Bitstream (re-encode) works like PCM in that the media player decodes the audio file from the source to PCM and it is then re-encoded to compressed formats such as Dolby Digital (DD) or DTS. The compressed high-bitrate signals are then transmitted to the receiver/pre/pro/integrated amp trough an optical cable where it can then be processed/decoded.

This saves you from having to buy an entirely new sound system but you still enjoy the upgraded Blu-ray formats.

Pros and cons of Bitstream


  • Less strain is put on the media player.
  • Can send more surround sound channel signals up to 5.1 over coaxial or optical cables.
  • You can take advantage of the superior audio decoding on your receiver.


  • Limited secondary audio quality.
  • More strain is put on your receiver.
  • Will need a high-quality AVR/pre/pro for the best results.

When is PCM or Bitstream convenient for your home theater?

When to use PCM

  • For a delay-free audio experience.
  • To get high-res secondary audio which includes PIP commentary, supplementary soundtracks, and descriptive audio.
  • If your AVR/pre/pro does not have a high-quality audio processor.

When to use Bitstream

  • For a 5.1 channel surround sound when using coaxial or optical cables.
  • If your AVR/pre/pro has a high-quality audio processor.
  • To get the processing strain off your media player.

Final verdict

When it comes to Bitstream vs PCM, it generally does not matter because the audio signals will need to be decoded either way. This means that with each, there is no notable difference in audio quality.

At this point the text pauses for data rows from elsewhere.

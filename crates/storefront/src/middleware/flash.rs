//! One-shot flash messages stored in the session.
//!
//! Handlers queue a notice with [`push_flash`]; the next page render drains
//! the queue with [`take_flashes`], so each message is shown exactly once.

use tower_sessions::Session;

use crate::models::session_keys;

/// Queue a message for the next rendered page.
///
/// # Errors
///
/// Returns an error if the session cannot be read or written.
pub async fn push_flash(
    session: &Session,
    message: impl Into<String>,
) -> Result<(), tower_sessions::session::Error> {
    let mut messages: Vec<String> = session
        .get(session_keys::FLASH_MESSAGES)
        .await?
        .unwrap_or_default();
    messages.push(message.into());
    session.insert(session_keys::FLASH_MESSAGES, messages).await
}

/// Drain all queued messages, oldest first.
///
/// # Errors
///
/// Returns an error if the session cannot be modified.
pub async fn take_flashes(session: &Session) -> Result<Vec<String>, tower_sessions::session::Error> {
    Ok(session
        .remove::<Vec<String>>(session_keys::FLASH_MESSAGES)
        .await?
        .unwrap_or_default())
}
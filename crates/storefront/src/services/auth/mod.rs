//! Authentication service.
//!
//! Email + password accounts. Passwords are stored as Argon2id PHC strings;
//! verification succeeds only when the submitted password is exactly the one
//! given at signup.

mod error;

pub use error::AuthError;

use argon2::{
    Argon2,
    password_hash::{PasswordHash, PasswordHasher, PasswordVerifier, SaltString, rand_core::OsRng},
};

use mauro_core::Email;

use crate::db::RepositoryError;
use crate::db::users::UserRepository;
use crate::models::user::User;

/// Authentication service.
///
/// Handles user registration and credential verification against the user store.
pub struct AuthService<'a> {
    users: &'a UserRepository,
}

impl<'a> AuthService<'a> {
    /// Create a new authentication service.
    #[must_use]
    pub const fn new(users: &'a UserRepository) -> Self {
        Self { users }
    }

    /// Whether an account already exists for `email`.
    ///
    /// Unparseable input never matches an account.
    pub async fn exists(&self, email: &str) -> bool {
        match Email::parse(email) {
            Ok(email) => self.users.exists(&email).await,
            Err(_) => false,
        }
    }

    /// Register a new user with email and password.
    ///
    /// # Errors
    ///
    /// Returns `AuthError::InvalidEmail` if the email format is invalid.
    /// Returns `AuthError::MissingPassword` if the password is blank.
    /// Returns `AuthError::UserAlreadyExists` if the email is already registered.
    /// Returns `AuthError::PasswordHash` if hashing fails.
    pub async fn register(&self, email: &str, password: &str) -> Result<User, AuthError> {
        let email = Email::parse(email)?;
        validate_password(password)?;

        // Skip the hashing cost for an email we already know is taken; the
        // insert below re-checks under the write lock.
        if self.users.exists(&email).await {
            return Err(AuthError::UserAlreadyExists);
        }

        let password_hash = hash_password(password.to_owned()).await?;

        let user = self
            .users
            .create_with_password(&email, &password_hash)
            .await
            .map_err(|e| match e {
                RepositoryError::Conflict(_) => AuthError::UserAlreadyExists,
            })?;

        tracing::info!(user_id = %user.id, "User registered");
        Ok(user)
    }

    /// Verify an email/password pair.
    ///
    /// # Errors
    ///
    /// Returns `AuthError::InvalidCredentials` if the email is unknown,
    /// malformed, or the password does not match.
    pub async fn verify(&self, email: &str, password: &str) -> Result<User, AuthError> {
        let email = Email::parse(email).map_err(|_| AuthError::InvalidCredentials)?;
        if password.is_empty() {
            return Err(AuthError::InvalidCredentials);
        }

        let (user, password_hash) = self
            .users
            .get_password_hash(&email)
            .await
            .ok_or(AuthError::InvalidCredentials)?;

        verify_password(password.to_owned(), password_hash).await?;

        Ok(user)
    }
}

/// Validate password meets requirements.
///
/// Only presence is required; any non-blank password is accepted.
fn validate_password(password: &str) -> Result<(), AuthError> {
    if password.trim().is_empty() {
        return Err(AuthError::MissingPassword);
    }
    Ok(())
}

/// Hash a password using Argon2id on the blocking pool.
async fn hash_password(password: String) -> Result<String, AuthError> {
    tokio::task::spawn_blocking(move || {
        let salt = SaltString::generate(&mut OsRng);
        Argon2::default()
            .hash_password(password.as_bytes(), &salt)
            .map(|hash| hash.to_string())
            .map_err(|_| AuthError::PasswordHash)
    })
    .await
    .map_err(|_| AuthError::PasswordHash)?
}

/// Verify a password against a hash on the blocking pool.
async fn verify_password(password: String, hash: String) -> Result<(), AuthError> {
    tokio::task::spawn_blocking(move || {
        let parsed_hash = PasswordHash::new(&hash).map_err(|_| AuthError::InvalidCredentials)?;
        Argon2::default()
            .verify_password(password.as_bytes(), &parsed_hash)
            .map_err(|_| AuthError::InvalidCredentials)
    })
    .await
    .map_err(|_| AuthError::PasswordHash)?
}
//! Mauro Business storefront library.
//!
//! This crate provides the storefront functionality as a library,
//! allowing it to be tested and reused.

#![cfg_attr(not(test), forbid(unsafe_code))]

pub mod app;
pub mod config;
pub mod db;
pub mod error;
pub mod middleware;
pub mod models;
pub mod page;
pub mod routes;
pub mod services;
pub mod state;

pub use app::build_router;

However, the only time you will notice a difference is if your media player has a better audio processor than your receiver or vice versa. In this case, you should listen to both to determine which one sounds more pleasing.

The port selection on your devices can also be a limiting factor in which of the two settings to use as we talked about earlier. If your receiver does not have an HDMI port, you may want to use Bitstream for surround sound. This is because optical and coaxial are limited to 2.1 channels in PCM.